== Material for this exercise ==
------------------------------------------------------------
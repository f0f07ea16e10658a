use std::time::Instant;

use futures::future::BoxFuture;
use tracing::{debug, error, info};

use certflow_core::error::{CertflowError, Result};
use certflow_core::event::RunEvent;
use certflow_core::node::WorkflowNode;
use certflow_core::types::{LogLevel, WorkflowOutput};

use crate::context::{NodeExecutionContext, NodeExecutionResult, RunContext, SequenceRunner};
use crate::executor::executor_for;

/// Walks a graph, dispatching every node to its executor.
///
/// Business-node outputs are persisted as soon as the node finishes, before
/// the next node in the sequence starts.
#[derive(Debug, Default, Clone, Copy)]
pub struct WorkflowProcessor;

impl WorkflowProcessor {
    async fn process(&self, node: &WorkflowNode, run: &RunContext) -> Result<()> {
        if run.cancel.is_cancelled() {
            return Err(CertflowError::Cancelled.in_node(&node.id, &node.name));
        }

        let node_type = node.node_type();
        if node.disabled {
            debug!(run_id = %run.run_id, node_id = %node.id, "Node disabled, skipping");
            run.log(Some(node), LogLevel::Info, "node is disabled, skipped").await;
            if node_type.is_biz() {
                run.record_biz(node_type, true);
            }
            self.publish_completed(node, run, true);
            return Ok(());
        }

        run.services.event_bus.publish(RunEvent::NodeStarted {
            run_id: run.run_id.clone(),
            node_id: node.id.clone(),
            node_name: node.name.clone(),
            node_type,
        });
        if node_type.is_biz() {
            run.log(Some(node), LogLevel::Info, format!("{node_type} node started")).await;
        }

        let started = Instant::now();
        let ctx = NodeExecutionContext { node, run, runner: self };
        let outcome = executor_for(node_type).execute(ctx).await;
        let elapsed_ms = started.elapsed().as_millis() as u64;

        match outcome {
            Ok(result) => {
                if node_type.is_biz() {
                    if let Err(e) = self.persist(node, run, &result).await {
                        error!(
                            run_id = %run.run_id,
                            node_id = %node.id,
                            error = %e,
                            "Output not persisted"
                        );
                        self.report_failure(node, run, format!("output not persisted: {e}")).await;
                        return Err(e.in_node(&node.id, &node.name));
                    }
                    run.publish_outputs(&node.id, &result.outputs);
                    run.record_biz(node_type, result.skipped);
                }
                if result.skipped {
                    info!(run_id = %run.run_id, node_id = %node.id, elapsed_ms, "Node skipped");
                    let reason = result.message.as_deref().unwrap_or("no work needed");
                    run.log(Some(node), LogLevel::Info, format!("skipped: {reason}")).await;
                } else if node_type.is_biz() {
                    info!(run_id = %run.run_id, node_id = %node.id, elapsed_ms, "Node completed");
                    let message = result.message.as_deref().unwrap_or("completed");
                    let line = format!("{node_type} node completed: {message}");
                    run.log(Some(node), LogLevel::Info, line).await;
                } else {
                    debug!(run_id = %run.run_id, node_id = %node.id, elapsed_ms, "Node completed");
                }
                self.publish_completed(node, run, result.skipped);
                Ok(())
            }
            Err(e) => {
                let own_failure = e.node_id().is_none();
                let e = e.in_node(&node.id, &node.name);
                if e.is_cancelled() {
                    if own_failure {
                        run.log(Some(node), LogLevel::Warn, "cancelled").await;
                    }
                    return Err(e);
                }
                if own_failure {
                    error!(run_id = %run.run_id, node_id = %node.id, error = %e, "Node failed");
                    if node_type.is_biz() {
                        let mut output = WorkflowOutput::new(
                            &run.workflow_id,
                            &run.run_id,
                            &node.id,
                            node.config_snapshot(),
                        );
                        output.succeeded = false;
                        if let Err(save_err) = run.services.outputs.save(&output).await {
                            error!(
                                node_id = %node.id,
                                error = %save_err,
                                "Failed to persist failed output"
                            );
                        }
                        run.record_biz(node_type, false);
                    }
                    let message = match &e {
                        CertflowError::NodeFailed { source, .. } => source.to_string(),
                        other => other.to_string(),
                    };
                    self.report_failure(node, run, message).await;
                }
                Err(e)
            }
        }
    }

    async fn persist(
        &self,
        node: &WorkflowNode,
        run: &RunContext,
        result: &NodeExecutionResult,
    ) -> Result<()> {
        let mut output =
            WorkflowOutput::new(&run.workflow_id, &run.run_id, &node.id, node.config_snapshot());
        output.outputs = result.outputs.clone();
        output.skipped = result.skipped;

        let saved = match &result.certificate {
            Some(certificate) => {
                run.services
                    .outputs
                    .save_with_certificate(&output, certificate)
                    .await
            }
            None => run.services.outputs.save(&output).await,
        };
        saved
    }

    async fn report_failure(&self, node: &WorkflowNode, run: &RunContext, message: String) {
        run.log(Some(node), LogLevel::Error, message.clone()).await;
        run.services.event_bus.publish(RunEvent::NodeFailed {
            run_id: run.run_id.clone(),
            node_id: node.id.clone(),
            node_name: node.name.clone(),
            error: message,
        });
    }

    fn publish_completed(&self, node: &WorkflowNode, run: &RunContext, skipped: bool) {
        run.services.event_bus.publish(RunEvent::NodeCompleted {
            run_id: run.run_id.clone(),
            node_id: node.id.clone(),
            node_name: node.name.clone(),
            skipped,
        });
    }
}

impl SequenceRunner for WorkflowProcessor {
    fn run_node<'a>(
        &'a self,
        node: &'a WorkflowNode,
        run: &'a RunContext,
    ) -> BoxFuture<'a, Result<()>> {
        Box::pin(self.process(node, run))
    }

    fn run_sequence<'a>(
        &'a self,
        nodes: &'a [WorkflowNode],
        run: &'a RunContext,
    ) -> BoxFuture<'a, Result<()>> {
        Box::pin(async move {
            for node in nodes {
                self.process(node, run).await?;
            }
            Ok(())
        })
    }
}
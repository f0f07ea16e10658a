use futures::future::BoxFuture;
use serde_json::Value;
use tracing::info;

use certflow_core::error::{CertflowError, Result};
use certflow_core::node::NodeKind;
use certflow_core::registry::{DeploymentProviderType, ProviderFactoryOptions};
use certflow_core::traits::CertificateMaterial;
use certflow_core::types::*;

use super::NodeExecutor;
use crate::context::{NodeExecutionContext, NodeExecutionResult};

/// Output of a bizDeploy node: reference to the certificate it deployed.
pub const OUTPUT_DEPLOYED: &str = "deployed";

/// bizDeploy: push a certificate produced earlier in the run to a target.
pub struct DeployExecutor;

impl NodeExecutor for DeployExecutor {
    fn execute<'a>(
        &'a self,
        ctx: NodeExecutionContext<'a>,
    ) -> BoxFuture<'a, Result<NodeExecutionResult>> {
        Box::pin(async move {
            let NodeKind::BizDeploy(cfg) = &ctx.node.kind else {
                return Err(CertflowError::Config("not a bizDeploy node".into()));
            };
            if cfg.certificate_output_node_id.is_empty() {
                return Err(CertflowError::Config("certificateOutputNodeId is required".into()));
            }
            if cfg.provider.is_empty() {
                return Err(CertflowError::Config("deploy provider is required".into()));
            }
            let services = ctx.services();

            let source = services
                .outputs
                .get(&ctx.run.run_id, &cfg.certificate_output_node_id)
                .await?
                .ok_or_else(|| {
                    CertflowError::Config(format!(
                        "node '{}' has no output in this run",
                        cfg.certificate_output_node_id
                    ))
                })?;
            let certificate_id = source.certificate_id().ok_or_else(|| {
                CertflowError::Config(format!(
                    "output of node '{}' carries no certificate",
                    cfg.certificate_output_node_id
                ))
            })?;
            let certificate = services.certificates.get(certificate_id).await?;
            let reference = certificate.reference();

            if cfg.skip_on_last_succeeded {
                if let Some(last) = services
                    .outputs
                    .get_latest_terminal(&ctx.run.workflow_id, &ctx.node.id)
                    .await?
                {
                    let same_certificate = last
                        .get(OUTPUT_DEPLOYED)
                        .is_some_and(|o| o.value.as_str() == Some(reference.as_str()));
                    let same_config = last.node_config == ctx.node.config_snapshot();
                    if last.succeeded && same_certificate && same_config {
                        let message = format!(
                            "certificate {} already deployed by run {}",
                            certificate.id, last.run_id
                        );
                        return Ok(NodeExecutionResult::skipped(message, last.outputs));
                    }
                }
            }

            let options = ProviderFactoryOptions::new(
                services.access_config(&cfg.provider_access_id).await?,
                cfg.provider_config.clone(),
            );
            let deployer = services
                .registries
                .deployers
                .create(&DeploymentProviderType::new(cfg.provider.clone()), &options)?;

            info!(
                node_id = %ctx.node.id,
                provider = %cfg.provider,
                certificate_id = %certificate.id,
                "Deploying certificate"
            );
            let material = CertificateMaterial::from(&certificate);
            let receipt = ctx.run.cancellable(deployer.deploy(&material)).await?;
            if let Some(detail) = receipt.detail.clone() {
                ctx.run
                    .log_with_detail(
                        Some(ctx.node),
                        LogLevel::Debug,
                        "deployer response",
                        Some(detail),
                    )
                    .await;
            }

            Ok(NodeExecutionResult {
                outputs: vec![OutputEntry {
                    name: OUTPUT_DEPLOYED.to_string(),
                    value_type: OutputValueType::Ref,
                    value: Value::String(reference),
                }],
                message: Some(receipt.summary),
                ..NodeExecutionResult::completed()
            })
        })
    }
}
------------------------------------------------------------
== The problem ==
Find the line with "run.log(Some(node), LogLevel::Info, line).await;" in the material above. Reproduce it and each line after it up to and including the line with "output.succeeded = false;".

== Response ==
                    run.log(Some(node), LogLevel::Info, line).await;
                } else {
                    debug!(run_id = %run.run_id, node_id = %node.id, elapsed_ms, "Node completed");
                }
                self.publish_completed(node, run, result.skipped);
                Ok(())
            }
            Err(e) => {
                let own_failure = e.node_id().is_none();
                let e = e.in_node(&node.id, &node.name);
                if e.is_cancelled() {
                    if own_failure {
                        run.log(Some(node), LogLevel::Warn, "cancelled").await;
                    }
                    return Err(e);
                }
                if own_failure {
                    error!(run_id = %run.run_id, node_id = %node.id, error = %e, "Node failed");
                    if node_type.is_biz() {
                        let mut output = WorkflowOutput::new(
                            &run.workflow_id,
                            &run.run_id,
                            &node.id,
                            node.config_snapshot(),
                        );
                        output.succeeded = false;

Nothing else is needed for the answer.